The company attributed the unimpressive operating results to weakness in global economic conditions – which got aggravated by the coronavirus epidemic – unfavorable pricing environment and rising costs. The top-line has been under pressure from the loss of business from a major customer and a continuing mix shift to lower-yielding services.
“We continue to deliver for our customers and are ready to support increased demand for our International Express export services due to the significant reductions in intercontinental air capacity.
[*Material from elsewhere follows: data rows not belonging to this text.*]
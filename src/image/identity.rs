//! Identity block codec
//!
//! Every SCP firmware image carries a 256 byte block near the top of one of its banks
//! which holds the vehicle's identity: VIN, PATS (immobilizer) key material, strategy and
//! calibration file names. The block protects itself with a 16 bit checksum in its last
//! two bytes.
//!
//! Field map:
//!
//! | Offset | Length | Field |
//! |---|---|---|
//! | 0x06 | 11 | Calibration file name |
//! | 0x14 | 7 | Strategy name |
//! | 0x1C | 16 | PATS key |
//! | 0x60 | 2 | Axle ratio, signed, 2^-10 scale |
//! | 0x63 | 29 | Copyright text |
//! | 0x80 | 21 | VIN |
//! | 0xFE | 2 | Checksum, little endian |

/// Size of the identity block
pub const IDENTITY_BLOCK_LEN: usize = 0x100;

const FILE_NAME: (usize, usize) = (0x06, 0x0B);
const STRATEGY_NAME: (usize, usize) = (0x14, 0x07);
const PATS_KEY: (usize, usize) = (0x1C, 0x10);
const AXLE_RATIO: usize = 0x60;
const COPYRIGHT: (usize, usize) = (0x63, 0x1D);
const VIN: (usize, usize) = (0x80, 0x15);
const CHECKSUM: usize = 0xFE;

/// Length of the PATS key material
pub const PATS_KEY_LEN: usize = PATS_KEY.1;
/// Length of the VIN field
pub const VIN_LEN: usize = VIN.1;

/// 256 byte identity block.
///
/// Every setter recomputes the checksum before returning. Blocks built with
/// [IdentityBlock::from_raw] keep whatever checksum they were given, so
/// [IdentityBlock::is_checksum_valid] reports the state of the source data.
#[derive(Clone, PartialEq, Eq)]
pub struct IdentityBlock {
    raw: [u8; IDENTITY_BLOCK_LEN],
}

impl std::fmt::Debug for IdentityBlock {
    fn fmt(&self, f: &mut std::fmt::Formatter<'_>) -> std::fmt::Result {
        f.debug_struct("IdentityBlock")
            .field("vin", &self.vin())
            .field("strategy", &self.strategy_name())
            .field("file_name", &self.file_name())
            .field("checksum", &format_args!("0x{:04X}", self.checksum()))
            .field("checksum_valid", &self.is_checksum_valid())
            .finish()
    }
}

impl Default for IdentityBlock {
    fn default() -> Self {
        let mut block = Self {
            raw: [0; IDENTITY_BLOCK_LEN],
        };
        block.fix_checksum();
        block
    }
}

impl IdentityBlock {
    /// Wraps raw identity block bytes as they are, without touching the checksum
    pub fn from_raw(raw: [u8; IDENTITY_BLOCK_LEN]) -> Self {
        Self { raw }
    }

    /// Raw block bytes
    pub fn as_bytes(&self) -> &[u8; IDENTITY_BLOCK_LEN] {
        &self.raw
    }

    fn text(&self, (offset, len): (usize, usize)) -> String {
        String::from_utf8_lossy(&self.raw[offset..offset + len]).into_owned()
    }

    // Copies at most `len` bytes into the field, zero filling the rest
    fn set_field(&mut self, (offset, len): (usize, usize), value: &[u8]) {
        let field = &mut self.raw[offset..offset + len];
        let n = value.len().min(len);
        field[..n].copy_from_slice(&value[..n]);
        field[n..].fill(0);
        self.fix_checksum();
    }

    /// Calibration file name
    pub fn file_name(&self) -> String {
        self.text(FILE_NAME)
    }

    /// Sets the calibration file name. Truncated to 11 bytes
    pub fn set_file_name(&mut self, name: &str) {
        self.set_field(FILE_NAME, name.as_bytes())
    }

    /// Strategy name
    pub fn strategy_name(&self) -> String {
        self.text(STRATEGY_NAME)
    }

    /// Sets the strategy name. Truncated to 7 bytes
    pub fn set_strategy_name(&mut self, name: &str) {
        self.set_field(STRATEGY_NAME, name.as_bytes())
    }

    /// Copyright text
    pub fn copyright(&self) -> String {
        self.text(COPYRIGHT)
    }

    /// Sets the copyright text. Truncated to 29 bytes
    pub fn set_copyright(&mut self, text: &str) {
        self.set_field(COPYRIGHT, text.as_bytes())
    }

    /// VIN as text
    pub fn vin(&self) -> String {
        self.text(VIN)
    }

    /// Raw VIN field bytes
    pub fn vin_bytes(&self) -> [u8; VIN_LEN] {
        let mut out = [0; VIN_LEN];
        out.copy_from_slice(&self.raw[VIN.0..VIN.0 + VIN.1]);
        out
    }

    /// Sets the VIN. Truncated to 21 bytes
    pub fn set_vin(&mut self, vin: &[u8]) {
        self.set_field(VIN, vin)
    }

    /// PATS immobilizer key material
    pub fn pats_key(&self) -> [u8; PATS_KEY_LEN] {
        let mut out = [0; PATS_KEY_LEN];
        out.copy_from_slice(&self.raw[PATS_KEY.0..PATS_KEY.0 + PATS_KEY.1]);
        out
    }

    /// Sets the PATS key material
    pub fn set_pats_key(&mut self, key: &[u8; PATS_KEY_LEN]) {
        self.set_field(PATS_KEY, key)
    }

    /// Axle ratio. Stored as a signed 16 bit value scaled by 2^10
    pub fn axle_ratio(&self) -> f32 {
        let raw = i16::from_le_bytes([self.raw[AXLE_RATIO], self.raw[AXLE_RATIO + 1]]);
        raw as f32 / 1024.0
    }

    /// Sets the axle ratio. Values outside the representable range saturate
    pub fn set_axle_ratio(&mut self, ratio: f32) {
        let raw = (ratio * 1024.0) as i16;
        self.set_field((AXLE_RATIO, 2), &raw.to_le_bytes())
    }

    /// Copies the PATS key and VIN from another block, so the image being written
    /// keeps the identity of the vehicle it is written to
    pub fn transplant_from(&mut self, other: &IdentityBlock) {
        let vin = other.vin_bytes();
        self.raw[VIN.0..VIN.0 + VIN.1].copy_from_slice(&vin);
        self.set_pats_key(&other.pats_key());
    }

    /// Checksum stored in the block
    pub fn checksum(&self) -> u16 {
        u16::from_le_bytes([self.raw[CHECKSUM], self.raw[CHECKSUM + 1]])
    }

    /// Checksum of the block contents: bit complement of the sum of all
    /// little endian 16 bit words before the checksum field
    pub fn calculate_checksum(&self) -> u16 {
        !self.raw[..CHECKSUM]
            .chunks_exact(2)
            .fold(0u16, |acc, w| acc.wrapping_add(u16::from_le_bytes([w[0], w[1]])))
    }

    /// Returns true if the stored checksum matches the block contents
    pub fn is_checksum_valid(&self) -> bool {
        self.checksum() == self.calculate_checksum()
    }

    fn fix_checksum(&mut self) {
        let cs = self.calculate_checksum();
        self.raw[CHECKSUM..].copy_from_slice(&cs.to_le_bytes());
    }
}
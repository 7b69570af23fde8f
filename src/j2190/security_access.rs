//! Functions for unlocking programming access on the PCM

use super::{SaeMessage, SaeMode, SaeResponse};
use crate::channel::{ChannelResult, PwmChannel};

/// Sub-function requesting a seed
pub const REQUEST_SEED: u8 = 0x01;
/// Sub-function submitting a key
pub const SEND_KEY: u8 = 0x02;

/// Requests a seed from the PCM.
///
/// Both security levels use the same request. The PCM decides which level the seed
/// belongs to from how many levels are already unlocked.
///
/// ## Returns
/// The 3 byte seed, or `None` if the PCM answered with anything other than a 3 byte seed.
/// The raw response is returned alongside for logging
pub fn request_seed<C: PwmChannel + ?Sized>(
    channel: &mut C,
) -> ChannelResult<(Option<[u8; 3]>, SaeResponse)> {
    let resp = channel.transact_raw(
        &SaeMessage::to_pcm(SaeMode::SecurityAccess, &[REQUEST_SEED]),
        1,
    )?;
    let seed = if resp.is_positive_for(SaeMode::SecurityAccess) {
        <[u8; 3]>::try_from(resp.data.as_slice()).ok()
    } else {
        None
    };
    Ok((seed, resp))
}

/// Submits a computed key to the PCM. The response carries
/// [super::ResponseCode::SecurityAccessAllowed] if the key was accepted
pub fn send_key<C: PwmChannel + ?Sized>(channel: &mut C, key: [u8; 2]) -> ChannelResult<SaeResponse> {
    channel.transact_raw(
        &SaeMessage::to_pcm(SaeMode::SecurityAccess, &[SEND_KEY, key[0], key[1]]),
        1,
    )
}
While the global economic impact from recent social-distancing mandates is uncertain, we remain well positioned to assist our customers,” said Frederick Smith, chief executive officer of FedEx.
Suspends Outlook
While suspending the full-year 2020 guidance, in response to the covid-19 outbreak that battered markets across the world, the management announced a cost-cutting plan with focus on managing capacity, retiring old aircraft and expediting integration of the TNT Express business.
Cost Pressure
Looking ahead, the company expects to incur significant costs next year and beyond from the ongoing integration of TNT Express, which had a negative impact on the bottom-line performance in the third quarter.
FedEx’s shares made modest gains this week, after falling to a seven-year low even as the epidemic triggered a mass selloff. The stock, which lost 40% since the beginning of the year, moved up Tuesday evening following the announcement.